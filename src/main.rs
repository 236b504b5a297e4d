//! # impakt
//!
//! impakt backend binary: loads settings, opens the database pool and either
//! serves the REST API or applies schema migrations.

#![deny(unsafe_code)]

use anyhow::{Context, Result};
use clap::{Parser, Subcommand};
use impakt_server::logging::init_subscriber;
use impakt_server::{ImpaktServer, ServerConfig};
use impakt_settings::{DatabaseBackend, DatabaseSettings, Settings};
use impakt_store::pg::PgConnectParams;
use impakt_store::{Database, DatabaseConfig};

/// impakt REST backend.
#[derive(Parser, Debug)]
#[command(name = "impakt", about = "impakt REST backend")]
struct Cli {
    #[command(subcommand)]
    command: Command,
}

#[derive(Subcommand, Debug)]
enum Command {
    /// Serve the REST API until interrupted.
    Serve {
        /// Apply pending migrations before serving.
        #[arg(long)]
        migrate: bool,

        /// Host to bind (overrides `SERVER_HOST`).
        #[arg(long)]
        host: Option<String>,

        /// Port to bind (overrides `SERVER_PORT`).
        #[arg(long)]
        port: Option<u16>,
    },
    /// Apply pending schema migrations and exit.
    Migrate,
}

fn database_config(settings: &DatabaseSettings) -> DatabaseConfig {
    match settings.backend {
        DatabaseBackend::Sqlite => DatabaseConfig::Sqlite {
            path: settings.sqlite_path.clone(),
            pool_size: settings.pool_size,
        },
        DatabaseBackend::Postgres => DatabaseConfig::Postgres {
            params: PgConnectParams {
                host: settings.host.clone(),
                port: settings.port,
                user: settings.user.clone(),
                password: settings.password.clone(),
                database: settings.name.clone(),
            },
            pool_size: settings.pool_size,
        },
    }
}

async fn run(command: Command, settings: &Settings, db: Database) -> Result<()> {
    match command {
        Command::Migrate => {
            let _ = impakt_server::migrate(&db)
                .await
                .context("failed to apply migrations")?;
            Ok(())
        }
        Command::Serve {
            migrate: run_first,
            host,
            port,
        } => {
            if run_first {
                let _ = impakt_server::migrate(&db)
                    .await
                    .context("failed to apply migrations")?;
            }

            let mut config = ServerConfig::from(&settings.server);
            if let Some(host) = host {
                config.host = host;
            }
            if let Some(port) = port {
                config.port = port;
            }

            let server = ImpaktServer::new(config, db, settings.environment);
            let (addr, handle) = server
                .listen()
                .await
                .context("failed to bind the HTTP listener")?;
            tracing::info!(%addr, "impakt ready");

            tokio::signal::ctrl_c()
                .await
                .context("failed to listen for ctrl+c")?;

            server.shutdown().shutdown();
            let _ = handle.await;
            Ok(())
        }
    }
}

#[tokio::main]
async fn main() -> Result<()> {
    let cli = Cli::parse();

    let settings: Settings = impakt_settings::load_settings().context("failed to load settings")?;
    init_subscriber(&settings.log_level);
    tracing::info!(environment = %settings.environment, "starting impakt");

    let db = impakt_server::connect(database_config(&settings.database))
        .await
        .context("failed to connect to the database")?;

    let result = run(cli.command, &settings, db.clone()).await;
    // Last pool handle; pooled Postgres clients close on the blocking pool.
    impakt_server::close(db).await;
    result
}
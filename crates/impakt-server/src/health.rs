//! `/health` endpoint.

use serde::Serialize;
use std::time::Instant;

/// Health check response body.
#[derive(Debug, Clone, Serialize)]
pub struct HealthResponse {
    /// Always `"ok"` when the server is running.
    pub status: String,
    /// Seconds since the server started.
    pub uptime_secs: u64,
    /// Run mode (`development` or `production`).
    pub environment: String,
    /// Storage backend name.
    pub database: String,
}

/// Build a health response.
pub fn health_check(start_time: Instant, environment: &str, database: &str) -> HealthResponse {
    HealthResponse {
        status: "ok".into(),
        uptime_secs: start_time.elapsed().as_secs(),
        environment: environment.into(),
        database: database.into(),
    }
}
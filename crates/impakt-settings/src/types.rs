//! Settings types and their compiled defaults.

use std::fmt;

/// Run mode of the process.
#[derive(Debug, Clone, Copy, PartialEq, Eq, Default)]
pub enum Environment {
    /// Local development (default).
    #[default]
    Development,
    /// Deployed service.
    Production,
}

impl Environment {
    /// Lower-case name, as written in `APP_ENV`.
    pub fn as_str(self) -> &'static str {
        match self {
            Environment::Development => "development",
            Environment::Production => "production",
        }
    }

    /// Dotenv file read for this mode.
    pub fn env_file(self) -> &'static str {
        match self {
            Environment::Development => ".env.development",
            Environment::Production => ".env.production",
        }
    }

    /// Parse an `APP_ENV` value.
    pub fn parse(raw: &str) -> Option<Self> {
        match raw.trim() {
            "development" => Some(Environment::Development),
            "production" => Some(Environment::Production),
            _ => None,
        }
    }
}

impl fmt::Display for Environment {
    fn fmt(&self, f: &mut fmt::Formatter<'_>) -> fmt::Result {
        f.write_str(self.as_str())
    }
}

/// Which storage engine to connect to.
#[derive(Debug, Clone, Copy, PartialEq, Eq, Default)]
pub enum DatabaseBackend {
    /// `PostgreSQL` server (default).
    #[default]
    Postgres,
    /// Local `SQLite` file.
    Sqlite,
}

impl DatabaseBackend {
    /// Parse a `DATABASE_BACKEND` value (case-insensitive).
    pub fn parse(raw: &str) -> Option<Self> {
        match raw.trim().to_ascii_lowercase().as_str() {
            "postgres" | "postgresql" => Some(DatabaseBackend::Postgres),
            "sqlite" => Some(DatabaseBackend::Sqlite),
            _ => None,
        }
    }
}

/// Database connection settings.
#[derive(Clone, PartialEq, Eq)]
pub struct DatabaseSettings {
    /// Storage engine.
    pub backend: DatabaseBackend,
    /// `PostgreSQL` host (`POSTGRES_HOST`).
    pub host: String,
    /// `PostgreSQL` port (`POSTGRES_PORT`).
    pub port: u16,
    /// `PostgreSQL` role (`POSTGRES_USER`).
    pub user: String,
    /// `PostgreSQL` password (`POSTGRES_PASSWORD`). Never logged.
    pub password: String,
    /// `PostgreSQL` database name (`POSTGRES_DB`).
    pub name: String,
    /// `SQLite` file path, or `:memory:` (`SQLITE_PATH`).
    pub sqlite_path: String,
    /// Maximum pooled connections (`DB_POOL_SIZE`).
    pub pool_size: u32,
}

impl Default for DatabaseSettings {
    fn default() -> Self {
        Self {
            backend: DatabaseBackend::Postgres,
            host: "localhost".into(),
            port: 5432,
            user: "postgres".into(),
            password: String::new(),
            name: "impakt".into(),
            sqlite_path: "impakt.db".into(),
            pool_size: 8,
        }
    }
}

impl fmt::Debug for DatabaseSettings {
    fn fmt(&self, f: &mut fmt::Formatter<'_>) -> fmt::Result {
        f.debug_struct("DatabaseSettings")
            .field("backend", &self.backend)
            .field("host", &self.host)
            .field("port", &self.port)
            .field("user", &self.user)
            .field("password", &"***")
            .field("name", &self.name)
            .field("sqlite_path", &self.sqlite_path)
            .field("pool_size", &self.pool_size)
            .finish()
    }
}

/// HTTP listener settings.
#[derive(Debug, Clone, PartialEq, Eq)]
pub struct ServerSettings {
    /// Bind address (`SERVER_HOST`).
    pub host: String,
    /// Bind port (`SERVER_PORT`).
    pub port: u16,
    /// Allowed CORS origin (`API_URL`); any origin when unset.
    pub cors_origin: Option<String>,
}

impl Default for ServerSettings {
    fn default() -> Self {
        Self {
            host: "0.0.0.0".into(),
            port: 8080,
            cors_origin: None,
        }
    }
}

/// Complete process settings.
#[derive(Debug, Clone, PartialEq, Eq)]
pub struct Settings {
    /// Run mode.
    pub environment: Environment,
    /// Database connection.
    pub database: DatabaseSettings,
    /// HTTP listener.
    pub server: ServerSettings,
    /// Default log filter (`LOG_LEVEL`); `RUST_LOG` takes precedence.
    pub log_level: String,
}

impl Settings {
    /// Compiled defaults for a run mode.
    pub fn defaults_for(environment: Environment) -> Self {
        let log_level = match environment {
            Environment::Development => "debug",
            Environment::Production => "info",
        };
        Self {
            environment,
            database: DatabaseSettings::default(),
            server: ServerSettings::default(),
            log_level: log_level.into(),
        }
    }
}

impl Default for Settings {
    fn default() -> Self {
        Self::defaults_for(Environment::default())
    }
}

// ─────────────────────────────────────────────────────────────────────────────
// Tests
// ─────────────────────────────────────────────────────────────────────────────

- **What is needed**: Copy out the range of lines above starting at the line with "let mut config" and ending at the line with "let (addr, handle) = server", exactly and including both.

- **Task solution**:
            let mut config = ServerConfig::from(&settings.server);
            if let Some(host) = host {
                config.host = host;
            }
            if let Some(port) = port {
                config.port = port;
            }

            let server = ImpaktServer::new(config, db, settings.environment);
            let (addr, handle) = server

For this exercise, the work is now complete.